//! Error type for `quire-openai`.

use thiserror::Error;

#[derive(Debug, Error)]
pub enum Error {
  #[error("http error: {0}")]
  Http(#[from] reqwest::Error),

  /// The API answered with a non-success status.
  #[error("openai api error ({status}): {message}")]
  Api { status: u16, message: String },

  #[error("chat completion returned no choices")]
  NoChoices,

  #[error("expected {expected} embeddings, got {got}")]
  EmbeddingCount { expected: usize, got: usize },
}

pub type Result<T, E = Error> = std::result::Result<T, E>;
---+---
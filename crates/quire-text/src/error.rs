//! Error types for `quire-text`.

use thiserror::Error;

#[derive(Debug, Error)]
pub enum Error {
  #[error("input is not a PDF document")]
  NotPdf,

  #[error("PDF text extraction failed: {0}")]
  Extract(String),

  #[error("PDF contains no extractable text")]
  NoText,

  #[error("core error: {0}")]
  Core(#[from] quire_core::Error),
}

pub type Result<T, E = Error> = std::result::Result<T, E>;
---+---
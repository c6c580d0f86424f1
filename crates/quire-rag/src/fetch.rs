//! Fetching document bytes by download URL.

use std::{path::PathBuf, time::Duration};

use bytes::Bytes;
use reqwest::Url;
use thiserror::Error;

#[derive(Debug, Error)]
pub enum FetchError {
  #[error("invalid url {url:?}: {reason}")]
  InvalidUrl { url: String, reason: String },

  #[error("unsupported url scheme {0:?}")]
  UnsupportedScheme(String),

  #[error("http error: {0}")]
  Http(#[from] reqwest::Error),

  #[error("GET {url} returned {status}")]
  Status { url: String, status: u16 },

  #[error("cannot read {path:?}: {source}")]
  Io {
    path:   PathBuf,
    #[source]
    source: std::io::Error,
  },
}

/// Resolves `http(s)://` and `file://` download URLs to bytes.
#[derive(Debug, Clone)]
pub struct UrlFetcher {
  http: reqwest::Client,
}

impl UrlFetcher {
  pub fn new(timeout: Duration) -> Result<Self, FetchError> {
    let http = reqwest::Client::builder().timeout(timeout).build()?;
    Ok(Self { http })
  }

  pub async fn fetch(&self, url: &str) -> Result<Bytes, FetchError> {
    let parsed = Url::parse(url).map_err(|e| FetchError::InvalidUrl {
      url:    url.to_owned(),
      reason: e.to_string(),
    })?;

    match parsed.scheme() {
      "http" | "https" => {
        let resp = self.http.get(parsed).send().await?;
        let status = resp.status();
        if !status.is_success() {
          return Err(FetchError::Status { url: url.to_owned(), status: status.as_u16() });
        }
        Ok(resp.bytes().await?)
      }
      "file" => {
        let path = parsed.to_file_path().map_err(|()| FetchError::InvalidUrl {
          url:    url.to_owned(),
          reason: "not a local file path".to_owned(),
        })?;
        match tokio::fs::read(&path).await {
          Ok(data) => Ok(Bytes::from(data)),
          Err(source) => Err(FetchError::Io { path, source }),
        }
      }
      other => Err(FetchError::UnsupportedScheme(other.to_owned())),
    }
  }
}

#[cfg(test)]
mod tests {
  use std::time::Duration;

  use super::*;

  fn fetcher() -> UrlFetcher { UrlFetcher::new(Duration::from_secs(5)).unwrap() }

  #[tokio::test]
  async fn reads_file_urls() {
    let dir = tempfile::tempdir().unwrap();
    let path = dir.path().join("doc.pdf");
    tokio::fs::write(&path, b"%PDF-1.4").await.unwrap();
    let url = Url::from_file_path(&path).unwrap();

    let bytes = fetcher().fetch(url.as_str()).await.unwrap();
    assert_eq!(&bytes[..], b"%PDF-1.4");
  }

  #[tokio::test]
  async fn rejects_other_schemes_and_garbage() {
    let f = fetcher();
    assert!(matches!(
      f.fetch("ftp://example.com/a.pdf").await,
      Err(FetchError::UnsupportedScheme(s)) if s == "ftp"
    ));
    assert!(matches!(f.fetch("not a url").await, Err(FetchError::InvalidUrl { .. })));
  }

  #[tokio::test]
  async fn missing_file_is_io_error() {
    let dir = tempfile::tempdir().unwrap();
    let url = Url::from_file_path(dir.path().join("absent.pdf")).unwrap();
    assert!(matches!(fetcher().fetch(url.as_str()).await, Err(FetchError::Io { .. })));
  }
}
---+---
▸ EXERCISE DIRECTIONS:
Above are the records; print exactly the lines from the line with "url.to_owned(), status: status.as_u16()" to the line with "let url = Url::from_file_path(&path).unwrap();", including both, and nothing else.

▸ RESULT BELOW:
          return Err(FetchError::Status { url: url.to_owned(), status: status.as_u16() });
        }
        Ok(resp.bytes().await?)
      }
      "file" => {
        let path = parsed.to_file_path().map_err(|()| FetchError::InvalidUrl {
          url:    url.to_owned(),
          reason: "not a local file path".to_owned(),
        })?;
        match tokio::fs::read(&path).await {
          Ok(data) => Ok(Bytes::from(data)),
          Err(source) => Err(FetchError::Io { path, source }),
        }
      }
      other => Err(FetchError::UnsupportedScheme(other.to_owned())),
    }
  }
}

#[cfg(test)]
mod tests {
  use std::time::Duration;

  use super::*;

  fn fetcher() -> UrlFetcher { UrlFetcher::new(Duration::from_secs(5)).unwrap() }

  #[tokio::test]
  async fn reads_file_urls() {
    let dir = tempfile::tempdir().unwrap();
    let path = dir.path().join("doc.pdf");
    tokio::fs::write(&path, b"%PDF-1.4").await.unwrap();
    let url = Url::from_file_path(&path).unwrap();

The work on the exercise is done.